This likely won’t come as a surprise to many, but PickupTrucks.com has awarded the Ford (NYSE:F) F-150 the top honor in its 2013 Light-Duty Pickup Truck Challenge this month. The F-150 was pitted against five of its biggest rivals — the 2014 Chevrolet (NYSE:GM) Silverado 1500, the 2014 GMC Sierra 1500, a 2013 Nissan Titan, a 2013 Ram 1500 and the 2013 Toyota (NYSE:TM) Tundra.
According to the site, each contestant was judged on numerous different points, ranging from “their physical capabilities as well as other more subjective characteristics.” Each truck was subjected to an evaluation of interior and exterior quality, as well as layout and features, the value for the money, acceleration and brake testing (with and without payloads), hill climbs, autocross test handling, and a 180 mile drive to test for fuel economy, both empty and while towing a payload — and a lot more, as well.
To score each vehicle, the winner of each quantitative test was awarded 100 points and all other competitors received whatever fraction of points their own score deserved when compared to the winning time or distance. This was a change from the site’s historical methods of scoring, when it used a series of formulas that weighted each category according to how important (or conversely, not important) it thought those categories were.
“For example, if the winning truck accelerated a prescribed distance in 10 seconds and the second-place finisher accelerated in 11 seconds,” the site explained “the former would be awarded 100 points and the latter 91 (10 divided by 11= 90.9). Likewise, in stopping distances, if the winner stopped in 135 feet (100 points) and the fourth-place finisher stopped in 153 feet, the fourth-place truck got 88 points.”
Overall the competition was fiercely close. The Nissan had the unfortunate role of placing sixth in the test, with a score of 1,605.5. The first place F-150, meanwhile, scored 1,765 — a mere 159.5 points above the last place Titan, with the remaining four trucks falling in between.

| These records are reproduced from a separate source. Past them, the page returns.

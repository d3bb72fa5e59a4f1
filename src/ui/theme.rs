// This Source Code Form is subject to the terms of the Mozilla Public
// License, v. 2.0. If a copy of the MPL was not distributed with this
// file, You can obtain one at http://mozilla.org/MPL/2.0/.

//! Theme constants and styling for the panel.

use iced::theme::Palette;
use iced::{Border, Color, Theme};

// ============================================================================
// Color Constants (Dark Theme)
// ============================================================================

/// Main background color.
pub const BACKGROUND: Color = Color::from_rgb(0.12, 0.12, 0.14);

/// Surface color for rows.
pub const SURFACE: Color = Color::from_rgb(0.18, 0.18, 0.20);

/// Lighter surface for borders.
pub const SURFACE_LIGHT: Color = Color::from_rgb(0.24, 0.24, 0.26);

/// Primary accent color (blue), used for the active row.
pub const PRIMARY: Color = Color::from_rgb(0.40, 0.65, 0.95);

/// Main text color.
pub const TEXT: Color = Color::from_rgb(0.90, 0.90, 0.92);

/// Dimmed text color.
pub const TEXT_DIM: Color = Color::from_rgb(0.60, 0.60, 0.65);

/// Muted/error indicator (red).
pub const MUTED_COLOR: Color = Color::from_rgb(0.85, 0.30, 0.30);

/// Success indicator (green).
pub const SUCCESS: Color = Color::from_rgb(0.40, 0.75, 0.40);

/// Warning indicator (yellow).
pub const WARNING: Color = Color::from_rgb(0.90, 0.75, 0.20);

/// Slider track background.
pub const SLIDER_TRACK: Color = Color::from_rgb(0.30, 0.30, 0.32);

/// Slider fill color.
pub const SLIDER_FILL: Color = Color::from_rgb(0.40, 0.75, 0.40);

// ============================================================================
// Theme Palette
// ============================================================================

pub const THEME_PALETTE: Palette = Palette {
    background: BACKGROUND,
    text: TEXT,
    primary: PRIMARY,
    success: SUCCESS,
    danger: MUTED_COLOR,
    warning: WARNING,
};

pub fn appvol_theme() -> Theme {
    Theme::custom("AppVol Dark".to_string(), THEME_PALETTE)
}

// ============================================================================
// Style Helpers
// ============================================================================

pub const BORDER_RADIUS: f32 = 6.0;

pub const SPACING: f32 = 10.0;

pub const PADDING: f32 = 10.0;

/// Height of one stream row, padding included.
pub const ROW_HEIGHT: f32 = 44.0;

/// Application icon edge length.
pub const ICON_SIZE: f32 = 24.0;

/// Width reserved for the label column.
pub const LABEL_COLUMN_WIDTH: f32 = 200.0;

/// Longest label shown before it is cut with an ellipsis.
pub const LABEL_MAX_CHARS: usize = 28;

/// Row border; the active row gets an accent outline.
pub fn row_border(highlighted: bool) -> Border {
    let border = Border::default().rounded(BORDER_RADIUS);
    if highlighted {
        border.color(PRIMARY).width(2.0)
    } else {
        border.color(SURFACE_LIGHT).width(1.0)
    }
}

/// Format a slider fraction as a percentage.
pub fn format_percent(fraction: f32) -> String {
    format!("{:.0}%", fraction.clamp(0.0, 1.0) * 100.0)
}

/// Cut `label` to `max_chars` characters, ending in an ellipsis if cut.
pub fn ellipsize(label: &str, max_chars: usize) -> String {
    if label.chars().count() <= max_chars {
        return label.to_string();
    }
    let kept: String = label.chars().take(max_chars.saturating_sub(1)).collect();
    format!("{}…", kept)
}

#[cfg(test)]
mod tests {
    use super::*;

    #[test]
    fn test_format_percent() {
        assert_eq!(format_percent(0.5), "50%");
        assert_eq!(format_percent(1.3), "100%");
        assert_eq!(format_percent(0.0), "0%");
    }

    #[test]
    fn test_ellipsize() {
        assert_eq!(ellipsize("mpv", 10), "mpv");
        assert_eq!(ellipsize("Firefox Developer Edition", 8), "Firefox…");
        assert_eq!(ellipsize("ééééé", 3).chars().count(), 3);
    }
}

Second place was awarded to the Ram 1500 SLT Big Horn — and get this, it took silver by a mere 11.5 points on the scorecard. Moreover, the judges at PickupTrucks.com actually favored the Ram over the Ford, but when the hard numbers came in, the Ford pulled ahead.
Third was awarded to the GMC Sierra 1500 SLE Z71. Not only did the GMC win two of the 13 quantitative contests outright, with second place finishes in four others, it did it all without a maximum trailer package or the all-new 6.2-liter V-8, due to be released later this year.
Fourth was given to the GMC’s sibling, the Chevrolet Silverado 1500, which was described as a “solid middle-of-the-pack player, often getting close to joining the leaders, yet never threatening to join the bottom two.” That is, with the exception of the fuel economy loop with the trailers in tow, where it took first.
Fifth was awarded to the Toyota Tundra, based on the outdated gauge cluster and split center stack, as well as the “underperforming tire choice.” The Tundra’s dated nature led it towards the back of the pack — however, the truck is due for a refresh later this year.
Finally, the Nissan Titan pulled in last. While the Titan did not place first in any of the tests, PickUpTrucks emphasizes that the news isn’t all bad — the truck has a solid foundation, and the judges seemed to have a soft spot for the Titan as the sportiest player in the segment. However, the interior and engine were the biggest complaints, but they offer a strong platform to work from in the future.
“The results of this test show why F-Series has been the best-selling pickup truck in America for more than 30 years,” says Doug Scott, Ford truck group marketing manager. “We know our light-duty customers are looking for a pickup truck that delivers the leading combination of towing, payload, horsepower, torque, and fuel economy, and this shootout proves F-150 continues to lead the pack.”
While Ford (NYSE:F) is certainly justified in its confidence, its hard to ignore how close the competition has come, as it is now nipping on the heels of America’s truck champion. Given the exceptionally competitive nature of light-duty trucks, automakers are facing increasing challenges to offer something exclusive.